[Saved entries]

+++++

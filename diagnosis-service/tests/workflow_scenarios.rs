mod common;

use case_flow::{GraphError, Session};
use common::*;
use diagnosis_service::ports::ReasoningTask;
use diagnosis_service::{
    AnalysisRecord, CaseRecord, ContinueResponse, LabResult, MessageRole, SessionError, Specialist,
    WorkflowMode, build_diagnostic_workflow, create_case_session,
};
use std::sync::Arc;

const CARDIOLOGY: ReasoningTask = ReasoningTask::SpecialistAnalysis(Specialist::Cardiology);

async fn run_batch(
    ports: &diagnosis_service::Ports,
    session: &mut Session<CaseRecord>,
    max_steps: usize,
) -> Result<(), GraphError> {
    let graph = build_diagnostic_workflow(ports, WorkflowMode::Batch)?;
    graph.execute_session(session, max_steps).await.map(|_| ())
}

#[tokio::test]
async fn test_interactive_consultation_collects_answers_in_order() {
    let reports = tempfile::tempdir().unwrap();
    let reasoning = Arc::new(
        ScriptedReasoner::default()
            .reply(ReasoningTask::Intake, intake_reply(&["Any history of heart disease?", "Current medication?"]))
            .reply(
                ReasoningTask::RefineQuestions,
                r#"{"refined_questions": ["Any history of heart disease?", "Current medication?", "Does the pain radiate?"]}"#,
            )
            .reply(ReasoningTask::Triage, triage_reply(Specialist::Cardiology))
            .reply(CARDIOLOGY, complete_reply())
            .reply(
                ReasoningTask::MedicalReport,
                "# Diagnostic Summary Report\n## Probable Diagnosis\n- Unstable angina",
            ),
    );
    let ports = ports(reasoning.clone(), reports.path());
    let (manager, storage) = manager(&ports, 100);

    let started = manager
        .start(intake("chest pain and palpitations", &[("cbc", "cbc.pdf")]))
        .await
        .unwrap();
    assert_eq!(started.total_questions, 3);
    assert_eq!(started.pending_question.as_deref(), Some("Any history of heart disease?"));

    // the queue was seeded from the refined list, front already asked
    let stored = storage.get(&started.conversation_id).await.unwrap().unwrap();
    assert_eq!(stored.state.missing_information().len(), 3);
    assert_eq!(stored.state.question_queue, &stored.state.missing_information()[1..]);

    let id = started.conversation_id.clone();
    match manager.continue_consultation(&id, "No").await.unwrap() {
        ContinueResponse::Question {
            pending_question,
            remaining,
            ..
        } => {
            assert_eq!(pending_question, "Current medication?");
            assert_eq!(remaining, 2);
        }
        other => panic!("expected a question, got {other:?}"),
    }

    manager.continue_consultation(&id, "Aspirin").await.unwrap();
    let done = manager.continue_consultation(&id, "Yes, to the left arm").await.unwrap();
    match done {
        ContinueResponse::Done {
            done,
            answers,
            final_analysis,
            report_path,
            ..
        } => {
            assert!(done);
            assert_eq!(answers, vec!["No", "Aspirin", "Yes, to the left arm"]);
            assert!(matches!(final_analysis, Some(AnalysisRecord::Complete { .. })));
            let path = report_path.unwrap();
            assert!(std::fs::read(path).unwrap().starts_with(b"%PDF"));
        }
        other => panic!("expected done, got {other:?}"),
    }

    // answering after the queue is exhausted keeps returning every answer
    match manager.continue_consultation(&id, "Thank you").await.unwrap() {
        ContinueResponse::Done { answers, .. } => {
            assert_eq!(answers, vec!["No", "Aspirin", "Yes, to the left arm", "Thank you"]);
        }
        other => panic!("expected done, got {other:?}"),
    }

    let snapshot = manager.status(&id).await.unwrap();
    assert_eq!(snapshot.status, "completed");
    assert_eq!(snapshot.diagnosis_path, Some(Specialist::Cardiology));
    assert_eq!(snapshot.analysis_history_len, 2);

    let stored = storage.get(&id).await.unwrap().unwrap();
    let roles: Vec<MessageRole> = stored.state.messages.iter().map(|m| m.role).collect();
    assert_eq!(
        roles[2..8],
        [
            MessageRole::Ai,
            MessageRole::Human,
            MessageRole::Ai,
            MessageRole::Human,
            MessageRole::Ai,
            MessageRole::Human
        ]
    );
}

#[tokio::test]
async fn test_chest_pain_is_routed_to_cardiology() {
    let reports = tempfile::tempdir().unwrap();
    let reasoning = Arc::new(
        ScriptedReasoner::default()
            .reply(ReasoningTask::Intake, intake_reply(&[]))
            .reply(ReasoningTask::Triage, r#"{"department":"cardiology"}"#)
            .reply(CARDIOLOGY, complete_reply())
            .reply(ReasoningTask::MedicalReport, "# Report"),
    );
    let ports = ports(reasoning.clone(), reports.path());

    let mut session = create_case_session(intake("chest pain and palpitations", &[]));
    run_batch(&ports, &mut session, 30).await.unwrap();

    assert!(session.is_completed());
    assert_eq!(session.state.diagnosis_path, Some(Specialist::Cardiology));
    assert_eq!(reasoning.count(CARDIOLOGY), 1);
    assert_eq!(
        reasoning.count(ReasoningTask::SpecialistAnalysis(Specialist::GeneralMedicine)),
        0
    );
    assert_eq!(reasoning.count(ReasoningTask::RefineQuestions), 0);
}

#[tokio::test]
async fn test_missing_lab_document_still_reaches_report() {
    let reports = tempfile::tempdir().unwrap();
    let missing = reports.path().join("blood_test_report.pdf");
    let reasoning = Arc::new(
        ScriptedReasoner::default()
            .reply(ReasoningTask::Intake, intake_reply(&["Any allergies?"]))
            .reply(ReasoningTask::Triage, triage_reply(Specialist::GeneralMedicine))
            .reply(
                ReasoningTask::SpecialistAnalysis(Specialist::GeneralMedicine),
                complete_reply(),
            )
            .reply(ReasoningTask::MedicalReport, "# Report\nNo labs available."),
    );
    let ports = ports_with_real_adapters(reasoning.clone(), reports.path());

    let mut session = create_case_session(intake(
        "fatigue",
        &[("lab_report", missing.to_str().unwrap())],
    ));
    run_batch(&ports, &mut session, 30).await.unwrap();

    let labs = session.state.lab_results().unwrap();
    assert_eq!(labs["lab_report"], LabResult::error("Lab report file not found."));
    assert_eq!(reasoning.count(ReasoningTask::LabSummary), 0);
    // refinement had nothing scripted and kept the intake question
    assert_eq!(session.state.missing_information(), ["Any allergies?"]);

    assert!(session.is_completed());
    assert_eq!(session.current_task_id, "generate_report");
    assert!(session.state.report_path.is_some());
    assert_eq!(session.state.report_error, None);
}

#[tokio::test]
async fn test_specialist_that_never_finishes_hits_step_limit() {
    let reports = tempfile::tempdir().unwrap();
    let reasoning = Arc::new(
        ScriptedReasoner::default()
            .reply(ReasoningTask::Intake, intake_reply(&["Any history of heart disease?"]))
            .reply(ReasoningTask::Triage, triage_reply(Specialist::Cardiology))
            .reply(CARDIOLOGY, incomplete_reply(&["Prior ECG?", "Family history?"])),
    );
    let ports = ports(reasoning.clone(), reports.path());

    let mut session = create_case_session(intake("chest pain", &[]));
    let err = run_batch(&ports, &mut session, 30).await.unwrap_err();

    assert!(matches!(err, GraphError::StepLimitExceeded { max_steps: 30, .. }));
    assert_eq!(session.steps_taken, 30);
    assert!(!session.is_completed());
    assert_eq!(reasoning.count(ReasoningTask::MedicalReport), 0);

    let specialist_runs = reasoning.count(CARDIOLOGY);
    assert!(specialist_runs > 1);
    assert_eq!(session.state.analysis_history.len(), 1 + specialist_runs);
}

#[tokio::test]
async fn test_history_grows_by_one_per_specialist_pass() {
    let reports = tempfile::tempdir().unwrap();
    let reasoning = Arc::new(
        ScriptedReasoner::default()
            .reply(ReasoningTask::Intake, intake_reply(&[]))
            .reply(ReasoningTask::Triage, triage_reply(Specialist::Cardiology))
            .reply(CARDIOLOGY, incomplete_reply(&["Prior ECG?"]))
            .reply(CARDIOLOGY, complete_reply())
            .reply(ReasoningTask::MedicalReport, "# Report"),
    );
    let ports = ports(reasoning.clone(), reports.path());
    let (manager, storage) = manager(&ports, 100);

    let started = manager.start(intake("palpitations", &[])).await.unwrap();
    assert_eq!(started.pending_question.as_deref(), Some("Prior ECG?"));
    assert_eq!(started.total_questions, 1);

    let done = manager
        .continue_consultation(&started.conversation_id, "Normal last year")
        .await
        .unwrap();
    assert!(matches!(done, ContinueResponse::Done { ref answers, .. } if answers == &["Normal last year"]));

    let stored = storage.get(&started.conversation_id).await.unwrap().unwrap();
    let history = &stored.state.analysis_history;
    assert_eq!(history.len(), 1 + reasoning.count(CARDIOLOGY));
    assert!(history[0].is_pending());
    assert!(matches!(history[1], AnalysisRecord::Incomplete { .. }));
    assert!(matches!(history[2], AnalysisRecord::Complete { .. }));
    assert_eq!(reasoning.count(ReasoningTask::Triage), 2);
}

#[tokio::test]
async fn test_fenced_and_bare_intake_produce_same_record() {
    let reports = tempfile::tempdir().unwrap();
    let mut structured = Vec::new();

    for reply in [
        intake_reply(&[]),
        format!("```json\n{}\n```", intake_reply(&[])),
    ] {
        let reasoning = Arc::new(
            ScriptedReasoner::default()
                .reply(ReasoningTask::Intake, reply)
                .reply(ReasoningTask::Triage, triage_reply(Specialist::Dermatology))
                .reply(
                    ReasoningTask::SpecialistAnalysis(Specialist::Dermatology),
                    complete_reply(),
                )
                .reply(ReasoningTask::MedicalReport, "# Report"),
        );
        let mut session = create_case_session(intake("itchy rash", &[]));
        run_batch(&ports(reasoning, reports.path()), &mut session, 30)
            .await
            .unwrap();
        structured.push(session.state.structured_input);
    }

    assert_eq!(structured[0], structured[1]);
    assert!(!structured[0].as_ref().unwrap().has_parsing_error());
}

#[tokio::test]
async fn test_unknown_conversation_is_reported() {
    let reports = tempfile::tempdir().unwrap();
    let ports = ports(Arc::new(ScriptedReasoner::default()), reports.path());
    let (manager, _) = manager(&ports, 100);

    let err = manager
        .continue_consultation("does-not-exist", "hello")
        .await
        .unwrap_err();
    assert!(matches!(err, SessionError::UnknownConversation(ref id) if id == "does-not-exist"));
    assert_eq!(err.to_string(), "Invalid conversation_id");
}

#[tokio::test]
async fn test_lock_table_drains_after_each_call() {
    let reports = tempfile::tempdir().unwrap();
    let reasoning = Arc::new(
        ScriptedReasoner::default()
            .reply(ReasoningTask::Intake, intake_reply(&["Any allergies?", "Current medication?"]))
            .reply(ReasoningTask::Triage, triage_reply(Specialist::Dermatology))
            .reply(
                ReasoningTask::SpecialistAnalysis(Specialist::Dermatology),
                complete_reply(),
            )
            .reply(ReasoningTask::MedicalReport, "# Report"),
    );
    let ports = ports(reasoning, reports.path());
    let (manager, storage) = manager(&ports, 100);

    for _ in 0..20 {
        let started = manager.start(intake("itchy rash", &[])).await.unwrap();
        let id = started.conversation_id;

        let next = manager.continue_consultation(&id, "None").await.unwrap();
        assert!(matches!(next, ContinueResponse::Question { .. }));
        assert_eq!(manager.active_locks(), 0);

        let done = manager.continue_consultation(&id, "Cetirizine").await.unwrap();
        assert!(matches!(done, ContinueResponse::Done { .. }));
        storage.delete(&id).await.unwrap();

        assert!(manager.continue_consultation(&id, "late").await.is_err());
    }

    assert_eq!(manager.active_locks(), 0);
    assert_eq!(manager.prune_idle_locks(), 0);
}

#[tokio::test]
async fn test_concurrent_answers_to_one_conversation_are_serialized() {
    let reports = tempfile::tempdir().unwrap();
    let reasoning = Arc::new(
        ScriptedReasoner::default()
            .reply(ReasoningTask::Intake, intake_reply(&["Any allergies?"]))
            .reply(ReasoningTask::Triage, triage_reply(Specialist::GeneralMedicine))
            .reply(
                ReasoningTask::SpecialistAnalysis(Specialist::GeneralMedicine),
                complete_reply(),
            )
            .reply(ReasoningTask::MedicalReport, "# Report"),
    );
    let ports = ports(reasoning, reports.path());
    let (manager, _) = manager(&ports, 100);
    let id = manager.start(intake("fever", &[])).await.unwrap().conversation_id;

    let (first, second) = tokio::join!(
        manager.continue_consultation(&id, "first"),
        manager.continue_consultation(&id, "second"),
    );
    assert!(first.is_ok() && second.is_ok());
    assert_eq!(manager.active_locks(), 0);

    let snapshot = manager.status(&id).await.unwrap();
    assert_eq!(snapshot.answers, vec!["first", "second"]);
    assert_eq!(snapshot.status, "completed");
}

+++++

Only lines that contain the string "first" count; pick each one out of the records and copy it.

    let (first, second) = tokio::join!(
        manager.continue_consultation(&id, "first"),
    assert!(first.is_ok() && second.is_ok());
    assert_eq!(snapshot.answers, vec!["first", "second"]);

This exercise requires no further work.